:: ABOUT THIS TASK ::
Report the lines of the data below that contain the string "ChannelType".

:: SUPPLIED MATERIAL ::
== Segment start ==
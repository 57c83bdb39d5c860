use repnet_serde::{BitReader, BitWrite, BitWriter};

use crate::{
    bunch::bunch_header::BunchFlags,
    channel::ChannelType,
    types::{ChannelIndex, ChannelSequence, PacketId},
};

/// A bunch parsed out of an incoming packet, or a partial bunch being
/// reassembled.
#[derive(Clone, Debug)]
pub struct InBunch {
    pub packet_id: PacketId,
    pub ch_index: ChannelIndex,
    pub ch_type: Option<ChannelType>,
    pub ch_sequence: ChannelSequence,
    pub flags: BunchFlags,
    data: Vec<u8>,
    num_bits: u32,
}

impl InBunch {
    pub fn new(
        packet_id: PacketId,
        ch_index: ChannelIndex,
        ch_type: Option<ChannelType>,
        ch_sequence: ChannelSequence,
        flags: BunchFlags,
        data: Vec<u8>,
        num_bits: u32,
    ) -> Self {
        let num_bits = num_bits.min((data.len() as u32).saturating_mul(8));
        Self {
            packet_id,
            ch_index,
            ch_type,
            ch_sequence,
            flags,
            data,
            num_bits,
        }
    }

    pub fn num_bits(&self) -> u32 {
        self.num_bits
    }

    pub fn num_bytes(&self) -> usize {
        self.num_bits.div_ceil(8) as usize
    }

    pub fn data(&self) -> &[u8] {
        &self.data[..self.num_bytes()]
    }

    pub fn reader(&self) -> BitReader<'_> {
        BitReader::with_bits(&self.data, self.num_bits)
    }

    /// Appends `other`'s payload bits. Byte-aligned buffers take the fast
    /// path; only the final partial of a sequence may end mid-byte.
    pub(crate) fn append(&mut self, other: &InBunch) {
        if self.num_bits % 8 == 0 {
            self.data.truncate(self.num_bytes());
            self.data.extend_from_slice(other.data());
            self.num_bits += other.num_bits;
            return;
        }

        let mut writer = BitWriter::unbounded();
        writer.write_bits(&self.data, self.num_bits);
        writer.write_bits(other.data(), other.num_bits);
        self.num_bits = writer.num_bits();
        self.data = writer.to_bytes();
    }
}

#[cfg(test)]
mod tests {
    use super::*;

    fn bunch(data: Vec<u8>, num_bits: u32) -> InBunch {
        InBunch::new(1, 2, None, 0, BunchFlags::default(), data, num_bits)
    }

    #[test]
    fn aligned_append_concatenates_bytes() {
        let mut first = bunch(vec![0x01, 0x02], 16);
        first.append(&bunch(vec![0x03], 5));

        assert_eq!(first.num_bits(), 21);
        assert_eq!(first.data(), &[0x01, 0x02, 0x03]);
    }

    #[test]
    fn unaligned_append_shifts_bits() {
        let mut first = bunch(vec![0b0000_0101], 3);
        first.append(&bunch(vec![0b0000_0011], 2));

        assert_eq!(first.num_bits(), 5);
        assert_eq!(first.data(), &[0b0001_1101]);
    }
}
== Segment end ==
:: RESULT BELOW ::
    channel::ChannelType,
    pub ch_type: Option<ChannelType>,
        ch_type: Option<ChannelType>,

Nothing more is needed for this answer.